Oh for the days of Jimmy Piersall and "South Side" Harry Caray in an untethered Chicago baseball broadcast booth.

Truth. No sycophancy. No ceaseless word dancing to appease the lords of the franchises and protect the tedious brands and team-owned technologies and product streaming to come.

Instead, as MLB 2019 begins with a silly snowman's start, the Cubs and the White Sox cast off once again through a massively masquerading media mist.

Real points to ponder?

Begin with the Cubs: Theo Epstein has emphasized urgency from the gate ever since the team's abrupt two-and-out in last fall's postseason. Yet that urgency didn't extend to the off-season exchequer of the Ricketts family. So a window of contention continues to close and only extraordinarily good luck is going to reverse that.

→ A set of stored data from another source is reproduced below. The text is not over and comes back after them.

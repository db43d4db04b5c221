//! Region saver: writes each detected event to its own file, named from a
//! user-supplied template.

use std::path::Path;

use anyhow::Result;

use aad::region::AudioRegion;

use super::EventSink;

pub struct RegionSaverSink {
    filename_template: String,
    format: Option<String>,
}

impl RegionSaverSink {
    pub fn new(filename_template: String, format: Option<String>) -> Self {
        Self {
            filename_template,
            format,
        }
    }
}

impl EventSink for RegionSaverSink {
    fn name(&self) -> &'static str {
        "region saver"
    }

    fn handle(&mut self, id: u64, region: &AudioRegion) -> Result<()> {
        let filename = render_template(
            &self.filename_template,
            id,
            region.start(),
            region.end(),
            region.duration(),
        );
        let saved = region.save(Path::new(&filename), self.format.as_deref())?;
        log::debug!("[SAVE]: Detection {id} saved as '{}'", saved.display());
        Ok(())
    }
}

/// Render a filename template holding `{id}`, `{start}`, `{end}` and
/// `{duration}` placeholders, each with an optional precision spec such as
/// `{start:.3}`. Unknown placeholders are left untouched.
pub fn render_template(template: &str, id: u64, start: f64, end: f64, duration: f64) -> String {
    let mut out = String::with_capacity(template.len());
    let mut rest = template;
    while let Some(open) = rest.find('{') {
        out.push_str(&rest[..open]);
        let after = &rest[open + 1..];
        match after.find('}') {
            Some(close) => {
                let placeholder = &after[..close];
                match expand_placeholder(placeholder, id, start, end, duration) {
                    Some(value) => out.push_str(&value),
                    None => {
                        out.push('{');
                        out.push_str(placeholder);
                        out.push('}');
                    }
                }
                rest = &after[close + 1..];
            }
            None => {
                out.push_str(&rest[open..]);
                return out;
            }
        }
    }
    out.push_str(rest);
    out
}

fn expand_placeholder(placeholder: &str, id: u64, start: f64, end: f64, duration: f64) -> Option<String> {
    let (name, spec) = match placeholder.split_once(':') {
        Some((name, spec)) => (name, Some(spec)),
        None => (placeholder, None),
    };
    let value = match name {
        "id" => return Some(id.to_string()),
        "start" => start,
        "end" => end,
        "duration" => duration,
        _ => return None,
    };
    match spec {
        None => Some(format!("{value}")),
        Some(spec) => {
            let precision = spec
                .trim_start_matches('.')
                .trim_end_matches('f')
                .parse::<usize>()
                .ok()?;
            Some(format!("{value:.precision$}"))
        }
    }
}

#[cfg(test)]
mod tests {
    use super::*;

    #[test]
    fn test_basic_placeholders() {
        let name = render_template("event_{id}_{start}-{end}.wav", 3, 1.5, 2.5, 1.0);
        assert_eq!(name, "event_3_1.5-2.5.wav");
    }

    #[test]
    fn test_precision_spec() {
        let name = render_template("{duration:.3}.wav", 1, 0.0, 0.5, 0.5);
        assert_eq!(name, "0.500.wav");
        let name = render_template("{start:.2f}", 1, 1.2345, 0.0, 0.0);
        assert_eq!(name, "1.23");
    }

    #[test]
    fn test_unknown_placeholder_is_kept() {
        let name = render_template("{pid}_{id}", 7, 0.0, 0.0, 0.0);
        assert_eq!(name, "{pid}_7");
    }

    #[test]
    fn test_unterminated_brace() {
        let name = render_template("event_{id", 7, 0.0, 0.0, 0.0);
        assert_eq!(name, "event_{id");
    }
}
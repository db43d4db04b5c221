//! Energy-based frame validation.

use crate::signal::{self, ChannelSelector};
use crate::source::AudioParams;
use crate::utils::errors::ParamError;

/// Decides whether a frame is acoustically active.
pub trait FrameValidator<F> {
    fn is_valid(&self, frame: &F) -> bool;
}

/// Validates analysis windows by comparing their log-energy to a threshold.
///
/// The channel selection rule decides which signal the energy is computed
/// on: a single channel, the average of all channels, or each channel
/// separately with the window valid as soon as any channel passes.
#[derive(Debug, Clone)]
pub struct EnergyValidator {
    energy_threshold: f64,
    sample_width: usize,
    channels: usize,
    selector: ChannelSelector,
}

impl EnergyValidator {
    pub fn new(
        energy_threshold: f64,
        params: AudioParams,
        selector: ChannelSelector,
    ) -> Result<Self, ParamError> {
        selector.validate(params.channels)?;
        Ok(Self {
            energy_threshold,
            sample_width: params.sample_width,
            channels: params.channels,
            selector,
        })
    }

    pub fn energy_threshold(&self) -> f64 {
        self.energy_threshold
    }

    fn window_energy(&self, window: &[u8]) -> f64 {
        match self.selector {
            ChannelSelector::Index(index) => {
                match signal::extract_channel(window, self.sample_width, self.channels, index) {
                    Ok(channel) => {
                        signal::log_energy(&signal::to_samples(&channel, self.sample_width))
                    }
                    Err(_) => f64::NEG_INFINITY,
                }
            }
            ChannelSelector::Mix => {
                match signal::mix_channels(window, self.sample_width, self.channels) {
                    Ok(mixed) => {
                        signal::log_energy(&signal::to_samples(&mixed, self.sample_width))
                    }
                    Err(_) => f64::NEG_INFINITY,
                }
            }
            ChannelSelector::Any => {
                match signal::channel_log_energies(window, self.sample_width, self.channels) {
                    Ok(energies) => energies.into_iter().fold(f64::NEG_INFINITY, f64::max),
                    Err(_) => f64::NEG_INFINITY,
                }
            }
        }
    }
}

impl FrameValidator<Vec<u8>> for EnergyValidator {
    fn is_valid(&self, window: &Vec<u8>) -> bool {
        self.window_energy(window) >= self.energy_threshold
    }
}

#[cfg(test)]
mod tests {
    use super::*;

    fn stereo_window(left: i16, right: i16, frames: usize) -> Vec<u8> {
        let mut out = Vec::with_capacity(frames * 4);
        for _ in 0..frames {
            out.extend_from_slice(&left.to_le_bytes());
            out.extend_from_slice(&right.to_le_bytes());
        }
        out
    }

    fn stereo_params() -> AudioParams {
        AudioParams::new(16000, 2, 2).unwrap()
    }

    #[test]
    fn test_any_channel_uses_max_energy() {
        // left silent, right loud: valid because one channel is active
        let window = stereo_window(0, 10_000, 160);
        let validator =
            EnergyValidator::new(50.0, stereo_params(), ChannelSelector::Any).unwrap();
        assert!(validator.is_valid(&window));

        let silent = stereo_window(0, 0, 160);
        assert!(!validator.is_valid(&silent));
    }

    #[test]
    fn test_single_channel_selection() {
        let window = stereo_window(0, 10_000, 160);
        let left =
            EnergyValidator::new(50.0, stereo_params(), ChannelSelector::Index(0)).unwrap();
        assert!(!left.is_valid(&window));
        let right =
            EnergyValidator::new(50.0, stereo_params(), ChannelSelector::Index(1)).unwrap();
        assert!(right.is_valid(&window));
        let right_negative =
            EnergyValidator::new(50.0, stereo_params(), ChannelSelector::Index(-1)).unwrap();
        assert!(right_negative.is_valid(&window));
    }

    #[test]
    fn test_mix_averages_channels() {
        // opposite-phase full-scale channels cancel out in the mix
        let window = stereo_window(10_000, -10_000, 160);
        let mix = EnergyValidator::new(50.0, stereo_params(), ChannelSelector::Mix).unwrap();
        assert!(!mix.is_valid(&window));
        let any = EnergyValidator::new(50.0, stereo_params(), ChannelSelector::Any).unwrap();
        assert!(any.is_valid(&window));
    }

    #[test]
    fn test_threshold_boundary() {
        let params = AudioParams::new(16000, 2, 1).unwrap();
        let window: Vec<u8> = std::iter::repeat_n(1000i16, 160)
            .flat_map(|s| s.to_le_bytes())
            .collect();
        let energy = 10.0 * (1000.0f64 * 1000.0).log10();
        let accept = EnergyValidator::new(energy - 0.1, params, ChannelSelector::Any).unwrap();
        assert!(accept.is_valid(&window));
        let reject = EnergyValidator::new(energy + 0.1, params, ChannelSelector::Any).unwrap();
        assert!(!reject.is_valid(&window));
    }

    #[test]
    fn test_selector_validated_at_construction() {
        assert!(matches!(
            EnergyValidator::new(50.0, stereo_params(), ChannelSelector::Index(2)),
            Err(ParamError::ChannelOutOfRange { .. })
        ));
    }
}
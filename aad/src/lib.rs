//! Audio activity detection engine.
//!
//! Consumes a continuous PCM stream, partitions it into fixed-size analysis
//! windows, classifies each window as valid or silent by log-energy, and
//! folds the classified stream into time-bounded audio events.
//!
//! ## Pipeline
//!
//! 1. Open an endpoint with [`source::open_input`] (file, stdin or capture
//!    device), or build a [`source::BufferSource`] over bytes in memory.
//! 2. Wrap it in a [`process::WindowReader`] for fixed-duration windows,
//!    optionally limited, recorded or overlapping.
//! 3. Run [`process::StreamTokenizer::tokenize`] with an
//!    [`process::EnergyValidator`] to obtain events.
//!
//! ```rust,no_run
//! use aad::process::{EnergyValidator, ReaderOptions, StreamTokenizer, TokenizerMode, WindowReader};
//! use aad::signal::ChannelSelector;
//! use aad::source::{AudioParams, BufferSource};
//!
//! let params = AudioParams::new(16000, 2, 1)?;
//! let source = Box::new(BufferSource::new(std::fs::read("audio.raw")?, params)?);
//! let mut reader = WindowReader::new(source, &ReaderOptions::default())?;
//! reader.open()?;
//!
//! let validator = EnergyValidator::new(50.0, params, ChannelSelector::Any)?;
//! let mut tokenizer = StreamTokenizer::new(validator, 20, 500, 30, TokenizerMode::default())?;
//! for token in tokenizer.tokenize_to_vec(&mut reader)? {
//!     println!("event: windows {}..={}", token.start, token.end);
//! }
//! # Ok::<(), Box<dyn std::error::Error>>(())
//! ```

/// PCM byte/sample conversion, channel selection and log-energy.
pub mod signal;

/// Audio source endpoints: buffer, raw file, WAVE file, stdin, capture.
pub mod source;

/// Window reader, energy validator and the tokenizer automaton.
pub mod process;

/// The [`AudioRegion`](region::AudioRegion) value type.
pub mod region;

/// Error taxonomies and the external-encoder bridge.
pub mod utils;
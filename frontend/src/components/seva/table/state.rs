use yew::prelude::*;

use common::model::search::SearchField;
use common::model::seva::SevaEntry;
use common::order::SortOrder;

/// Where the table is between a request and its rows.
pub enum FetchState {
    Loading,
    Loaded,
    Failed,
}

/// State for the entries table.
///
/// `entries` is the last set the service returned, kept unsorted; the view
/// derives the visible order from it on every render. It is only replaced
/// wholesale by a successful fetch/search, or shrunk by one id when the
/// service confirms a delete.
pub struct SevaTableComponent {
    pub entries: Vec<SevaEntry>,
    pub sort: SortOrder,
    pub search_field: SearchField,
    pub fetch: FetchState,

    /// Free-text search box.
    pub search_input_ref: NodeRef,
    /// Datepicker input, `MM/DD/YYYY`.
    pub date_input_ref: NodeRef,

    /// Guard so the first-render fetch runs once.
    pub loaded: bool,
}

impl SevaTableComponent {
    pub fn new() -> Self {
        Self {
            entries: Vec::new(),
            sort: SortOrder::default(),
            search_field: SearchField::default(),
            fetch: FetchState::Loading,
            search_input_ref: Default::default(),
            date_input_ref: Default::default(),
            loaded: false,
        }
    }
}
use common::model::search::SearchField;
use common::model::seva::SevaEntry;
use common::order::SortOrder;

pub enum Msg {
    /// A list/search response arrived; replaces the held set wholesale.
    EntriesLoaded(Vec<SevaEntry>),
    LoadFailed(String),
    SetSort(SortOrder),
    SetSearchField(SearchField),
    /// Search form submitted; the query is read from the input ref.
    SubmitSearch,
    /// Datepicker value changed.
    DateChanged,
    /// Delete checkbox of the row with this id was toggled.
    Delete(i64),
    /// The service confirmed the soft delete of this id.
    Deleted(i64),
    DeleteFailed(String),
}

Continue with the White Sox: The young meets the restless as a committed fan base continues to buy into a perennial of hope, no payoff. New horizons beckon. One would be a 75-win season - 75! And let's not forget, the last time the White Sox won 75 games was 1999. And six post-Y2K years later, they were world champs. So set your fireworks for 2025, if man is still alive.

A compelling internal factor should be that both franchises are now in seasons with enormous implications regarding future profitability. Those future dollars, predictably, hinge on all-sources distribution of both games and brand.

Best-case scenario when the Cubs launch their new Marquee Network would be a theatrical chug to the World Series.

Worst case would be a debut on the blues of a 77-85 season and an Epstein exit. (San Diego, hello.)

A prudent business mind might suggest that all steps should have been taken in the past five months to absolutely minimize the chances of such a significant disconnect.

Instead, the Ricketts clan was busy pleading poor and burning through goodwill like Joel Osteen adding My Victoria slot machines to the pews at his Lakewood Church.

Post-Cubs, the White Sox will be flying naked next season as the only MLB team remaining on NBC Sports Chicago.

According to Nielsen data, the Reinsdorf ensemble also ranked 29th and last in regional ratings for American-based MLB teams in 2018. (Toronto isn't included.)

That's not good.

Nor, apparently, in Chicago, are hard truths as yet another uncertain MLB season drifts in.

PORTER MOSER WENT FROM postseason back channeling to national limelight late last week when the CBS/Turner combine summoned him to Atlanta to serve as a guest studio analyst on its second-round coverage of the NCAA tournament.

"They called my agent on Wednesday, I was in Atlanta Friday night and did a brief run through before going on air late Saturday afternoon," the Loyola head coach said. "They told me they wanted naturalness from a coach's perspective rather than a lot of statistics and stuff so that's what I gave them.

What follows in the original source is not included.